[Assigned task]
Repeat exactly, and only, the lines of the entries below from the one with "let url = normalize_base_url(url)?;" through the one with "fs::write(config_path, rendered)", both ends included.

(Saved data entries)
====
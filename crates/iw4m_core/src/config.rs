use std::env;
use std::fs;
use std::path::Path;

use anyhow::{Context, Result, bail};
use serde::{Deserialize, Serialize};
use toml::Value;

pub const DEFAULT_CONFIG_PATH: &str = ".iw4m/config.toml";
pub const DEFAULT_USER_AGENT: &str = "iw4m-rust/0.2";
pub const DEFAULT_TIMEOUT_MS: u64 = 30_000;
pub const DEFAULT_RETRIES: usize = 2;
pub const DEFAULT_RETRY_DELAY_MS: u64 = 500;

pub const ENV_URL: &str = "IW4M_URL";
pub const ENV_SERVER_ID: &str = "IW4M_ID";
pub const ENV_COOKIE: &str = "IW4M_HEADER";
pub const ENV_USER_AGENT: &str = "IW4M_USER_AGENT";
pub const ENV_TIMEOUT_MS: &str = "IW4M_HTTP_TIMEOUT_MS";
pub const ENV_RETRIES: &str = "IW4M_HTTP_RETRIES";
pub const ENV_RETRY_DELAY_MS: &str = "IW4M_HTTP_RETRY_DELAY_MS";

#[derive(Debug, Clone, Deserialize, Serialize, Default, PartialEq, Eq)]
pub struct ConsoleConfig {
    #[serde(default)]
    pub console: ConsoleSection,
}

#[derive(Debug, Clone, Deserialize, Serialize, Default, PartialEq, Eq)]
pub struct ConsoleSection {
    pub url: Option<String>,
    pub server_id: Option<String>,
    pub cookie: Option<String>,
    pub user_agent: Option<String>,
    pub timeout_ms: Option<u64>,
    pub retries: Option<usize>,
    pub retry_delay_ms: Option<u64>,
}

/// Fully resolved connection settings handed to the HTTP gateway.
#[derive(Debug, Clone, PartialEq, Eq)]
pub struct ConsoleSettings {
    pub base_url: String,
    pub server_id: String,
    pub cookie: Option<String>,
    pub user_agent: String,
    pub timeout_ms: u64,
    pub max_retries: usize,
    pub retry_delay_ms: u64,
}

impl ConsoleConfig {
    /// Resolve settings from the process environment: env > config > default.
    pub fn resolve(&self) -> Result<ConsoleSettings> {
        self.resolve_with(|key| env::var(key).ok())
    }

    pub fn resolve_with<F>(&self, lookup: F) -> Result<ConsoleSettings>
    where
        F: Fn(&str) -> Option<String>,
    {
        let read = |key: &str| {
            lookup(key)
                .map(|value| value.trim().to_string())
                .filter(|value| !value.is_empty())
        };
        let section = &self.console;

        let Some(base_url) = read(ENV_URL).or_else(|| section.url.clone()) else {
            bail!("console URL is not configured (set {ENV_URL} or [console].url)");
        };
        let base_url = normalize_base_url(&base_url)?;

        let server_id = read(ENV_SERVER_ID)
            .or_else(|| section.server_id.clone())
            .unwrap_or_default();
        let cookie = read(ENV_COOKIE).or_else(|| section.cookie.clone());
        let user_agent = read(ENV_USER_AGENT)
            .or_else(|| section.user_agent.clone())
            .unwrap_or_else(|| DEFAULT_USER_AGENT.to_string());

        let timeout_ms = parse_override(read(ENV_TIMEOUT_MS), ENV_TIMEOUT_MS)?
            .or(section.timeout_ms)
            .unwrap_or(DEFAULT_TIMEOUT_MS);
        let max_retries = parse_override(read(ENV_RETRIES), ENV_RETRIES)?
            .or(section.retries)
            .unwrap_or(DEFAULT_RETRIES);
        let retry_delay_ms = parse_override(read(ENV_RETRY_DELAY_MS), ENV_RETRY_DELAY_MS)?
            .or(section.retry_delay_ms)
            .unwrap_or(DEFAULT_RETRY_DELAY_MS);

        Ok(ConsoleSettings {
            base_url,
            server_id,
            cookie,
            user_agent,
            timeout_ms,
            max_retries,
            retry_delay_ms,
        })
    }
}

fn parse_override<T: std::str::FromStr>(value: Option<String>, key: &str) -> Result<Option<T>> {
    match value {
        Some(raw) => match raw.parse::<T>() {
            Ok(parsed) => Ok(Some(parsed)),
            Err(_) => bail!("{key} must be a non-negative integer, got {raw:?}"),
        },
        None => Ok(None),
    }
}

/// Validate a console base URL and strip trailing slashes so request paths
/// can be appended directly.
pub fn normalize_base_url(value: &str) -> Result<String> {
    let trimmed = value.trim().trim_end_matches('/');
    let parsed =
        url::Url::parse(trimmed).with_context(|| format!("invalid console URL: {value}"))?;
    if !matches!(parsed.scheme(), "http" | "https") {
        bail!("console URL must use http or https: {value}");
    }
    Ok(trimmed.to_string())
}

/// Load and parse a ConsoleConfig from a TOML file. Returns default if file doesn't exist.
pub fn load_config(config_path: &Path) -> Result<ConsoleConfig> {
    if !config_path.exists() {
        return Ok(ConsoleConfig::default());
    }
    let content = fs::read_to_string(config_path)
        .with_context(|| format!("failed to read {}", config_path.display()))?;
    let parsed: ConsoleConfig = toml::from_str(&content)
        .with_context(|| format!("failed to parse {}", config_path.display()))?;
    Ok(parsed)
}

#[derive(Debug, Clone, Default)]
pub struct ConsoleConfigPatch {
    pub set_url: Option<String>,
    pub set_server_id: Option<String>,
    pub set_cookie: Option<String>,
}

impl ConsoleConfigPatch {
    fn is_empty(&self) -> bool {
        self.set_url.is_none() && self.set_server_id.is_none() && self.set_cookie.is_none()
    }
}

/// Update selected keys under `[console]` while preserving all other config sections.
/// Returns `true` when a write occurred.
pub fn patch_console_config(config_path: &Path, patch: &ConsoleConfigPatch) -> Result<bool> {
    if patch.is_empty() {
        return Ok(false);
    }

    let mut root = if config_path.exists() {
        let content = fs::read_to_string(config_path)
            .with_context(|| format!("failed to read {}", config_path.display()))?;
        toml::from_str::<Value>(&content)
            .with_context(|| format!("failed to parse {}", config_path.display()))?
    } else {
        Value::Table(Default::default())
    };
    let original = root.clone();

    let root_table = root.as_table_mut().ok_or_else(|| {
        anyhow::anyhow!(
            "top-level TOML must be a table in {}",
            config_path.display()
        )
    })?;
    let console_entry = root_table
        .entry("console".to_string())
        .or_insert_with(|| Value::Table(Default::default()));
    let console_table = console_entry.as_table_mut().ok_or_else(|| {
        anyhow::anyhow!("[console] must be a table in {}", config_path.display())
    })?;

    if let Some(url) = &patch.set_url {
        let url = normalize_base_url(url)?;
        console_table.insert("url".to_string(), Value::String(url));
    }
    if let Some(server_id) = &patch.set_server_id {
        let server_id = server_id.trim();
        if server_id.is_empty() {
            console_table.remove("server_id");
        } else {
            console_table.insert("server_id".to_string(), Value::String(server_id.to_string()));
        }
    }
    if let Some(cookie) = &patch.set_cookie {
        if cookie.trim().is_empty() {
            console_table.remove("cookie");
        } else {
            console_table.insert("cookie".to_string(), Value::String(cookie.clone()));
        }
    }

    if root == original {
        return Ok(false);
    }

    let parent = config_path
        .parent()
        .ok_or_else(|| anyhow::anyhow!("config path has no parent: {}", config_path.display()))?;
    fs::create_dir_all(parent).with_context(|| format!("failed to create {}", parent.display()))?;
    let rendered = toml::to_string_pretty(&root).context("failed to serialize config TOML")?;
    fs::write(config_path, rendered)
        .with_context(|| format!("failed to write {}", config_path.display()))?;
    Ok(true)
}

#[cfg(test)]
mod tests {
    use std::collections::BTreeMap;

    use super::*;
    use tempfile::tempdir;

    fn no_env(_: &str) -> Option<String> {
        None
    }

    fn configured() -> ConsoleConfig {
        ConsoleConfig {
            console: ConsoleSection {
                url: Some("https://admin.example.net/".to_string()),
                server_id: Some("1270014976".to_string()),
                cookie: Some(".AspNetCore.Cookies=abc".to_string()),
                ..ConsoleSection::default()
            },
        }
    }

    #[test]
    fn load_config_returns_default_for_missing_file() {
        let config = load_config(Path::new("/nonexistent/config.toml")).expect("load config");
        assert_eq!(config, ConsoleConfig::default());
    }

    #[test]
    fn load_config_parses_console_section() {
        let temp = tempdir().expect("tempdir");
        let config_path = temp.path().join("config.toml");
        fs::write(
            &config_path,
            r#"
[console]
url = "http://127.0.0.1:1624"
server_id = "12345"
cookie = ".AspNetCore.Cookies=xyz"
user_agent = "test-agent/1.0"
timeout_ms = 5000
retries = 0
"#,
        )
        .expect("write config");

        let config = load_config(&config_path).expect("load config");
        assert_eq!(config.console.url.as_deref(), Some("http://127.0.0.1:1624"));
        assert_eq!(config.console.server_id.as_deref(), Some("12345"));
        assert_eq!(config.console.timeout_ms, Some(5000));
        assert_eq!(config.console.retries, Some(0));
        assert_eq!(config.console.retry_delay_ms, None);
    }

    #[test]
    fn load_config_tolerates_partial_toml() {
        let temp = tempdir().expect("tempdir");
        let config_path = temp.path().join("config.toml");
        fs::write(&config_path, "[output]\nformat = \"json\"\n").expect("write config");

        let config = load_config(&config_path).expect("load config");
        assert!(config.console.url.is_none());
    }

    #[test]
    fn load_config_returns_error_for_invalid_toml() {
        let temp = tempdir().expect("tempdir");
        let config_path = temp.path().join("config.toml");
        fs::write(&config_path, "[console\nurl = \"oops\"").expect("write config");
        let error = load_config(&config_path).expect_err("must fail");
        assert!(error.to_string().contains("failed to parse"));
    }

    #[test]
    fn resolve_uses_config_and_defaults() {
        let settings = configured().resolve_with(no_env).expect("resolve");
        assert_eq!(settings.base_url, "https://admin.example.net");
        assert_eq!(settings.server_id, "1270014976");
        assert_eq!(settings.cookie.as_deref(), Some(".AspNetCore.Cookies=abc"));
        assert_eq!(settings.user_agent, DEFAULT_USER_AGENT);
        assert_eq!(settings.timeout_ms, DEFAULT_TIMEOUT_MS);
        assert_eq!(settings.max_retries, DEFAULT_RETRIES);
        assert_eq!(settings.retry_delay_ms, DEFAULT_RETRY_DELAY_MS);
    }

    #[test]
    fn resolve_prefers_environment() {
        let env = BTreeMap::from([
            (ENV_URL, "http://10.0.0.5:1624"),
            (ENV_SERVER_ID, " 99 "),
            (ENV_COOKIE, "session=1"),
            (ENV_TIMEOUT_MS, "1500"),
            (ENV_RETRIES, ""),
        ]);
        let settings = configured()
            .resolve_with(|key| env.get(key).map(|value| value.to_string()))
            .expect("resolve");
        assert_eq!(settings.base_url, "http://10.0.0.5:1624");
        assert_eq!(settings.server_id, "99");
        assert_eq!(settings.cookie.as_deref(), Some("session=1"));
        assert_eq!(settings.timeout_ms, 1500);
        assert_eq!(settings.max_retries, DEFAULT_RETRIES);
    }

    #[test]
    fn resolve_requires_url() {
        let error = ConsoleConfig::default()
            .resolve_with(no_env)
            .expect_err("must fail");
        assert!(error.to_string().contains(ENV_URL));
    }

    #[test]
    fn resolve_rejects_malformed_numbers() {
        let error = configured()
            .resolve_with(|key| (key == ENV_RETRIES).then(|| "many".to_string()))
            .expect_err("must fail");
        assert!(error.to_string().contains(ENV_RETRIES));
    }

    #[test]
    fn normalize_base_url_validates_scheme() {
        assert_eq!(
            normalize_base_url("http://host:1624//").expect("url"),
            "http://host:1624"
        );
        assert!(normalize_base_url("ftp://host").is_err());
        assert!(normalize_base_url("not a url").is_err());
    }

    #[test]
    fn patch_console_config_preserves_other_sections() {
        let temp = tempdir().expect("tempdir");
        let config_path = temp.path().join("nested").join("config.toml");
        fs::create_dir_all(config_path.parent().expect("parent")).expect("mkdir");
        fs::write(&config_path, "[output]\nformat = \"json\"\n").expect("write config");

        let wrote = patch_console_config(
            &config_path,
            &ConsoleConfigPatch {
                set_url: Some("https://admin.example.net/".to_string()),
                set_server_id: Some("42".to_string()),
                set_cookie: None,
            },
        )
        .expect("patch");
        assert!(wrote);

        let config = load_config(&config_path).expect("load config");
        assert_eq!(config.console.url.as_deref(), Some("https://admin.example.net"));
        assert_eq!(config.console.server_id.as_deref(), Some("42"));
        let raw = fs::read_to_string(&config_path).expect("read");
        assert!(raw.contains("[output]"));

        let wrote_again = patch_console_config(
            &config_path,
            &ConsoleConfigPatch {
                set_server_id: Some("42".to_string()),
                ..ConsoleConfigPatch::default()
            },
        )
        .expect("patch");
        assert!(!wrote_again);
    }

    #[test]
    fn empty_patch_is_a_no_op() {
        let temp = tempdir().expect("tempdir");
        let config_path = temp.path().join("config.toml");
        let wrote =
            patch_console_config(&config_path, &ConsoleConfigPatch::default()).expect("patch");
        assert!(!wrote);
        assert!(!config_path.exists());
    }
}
====
[Reply to the task]
        let url = normalize_base_url(url)?;
        console_table.insert("url".to_string(), Value::String(url));
    }
    if let Some(server_id) = &patch.set_server_id {
        let server_id = server_id.trim();
        if server_id.is_empty() {
            console_table.remove("server_id");
        } else {
            console_table.insert("server_id".to_string(), Value::String(server_id.to_string()));
        }
    }
    if let Some(cookie) = &patch.set_cookie {
        if cookie.trim().is_empty() {
            console_table.remove("cookie");
        } else {
            console_table.insert("cookie".to_string(), Value::String(cookie.clone()));
        }
    }

    if root == original {
        return Ok(false);
    }

    let parent = config_path
        .parent()
        .ok_or_else(|| anyhow::anyhow!("config path has no parent: {}", config_path.display()))?;
    fs::create_dir_all(parent).with_context(|| format!("failed to create {}", parent.display()))?;
    let rendered = toml::to_string_pretty(&root).context("failed to serialize config TOML")?;
    fs::write(config_path, rendered)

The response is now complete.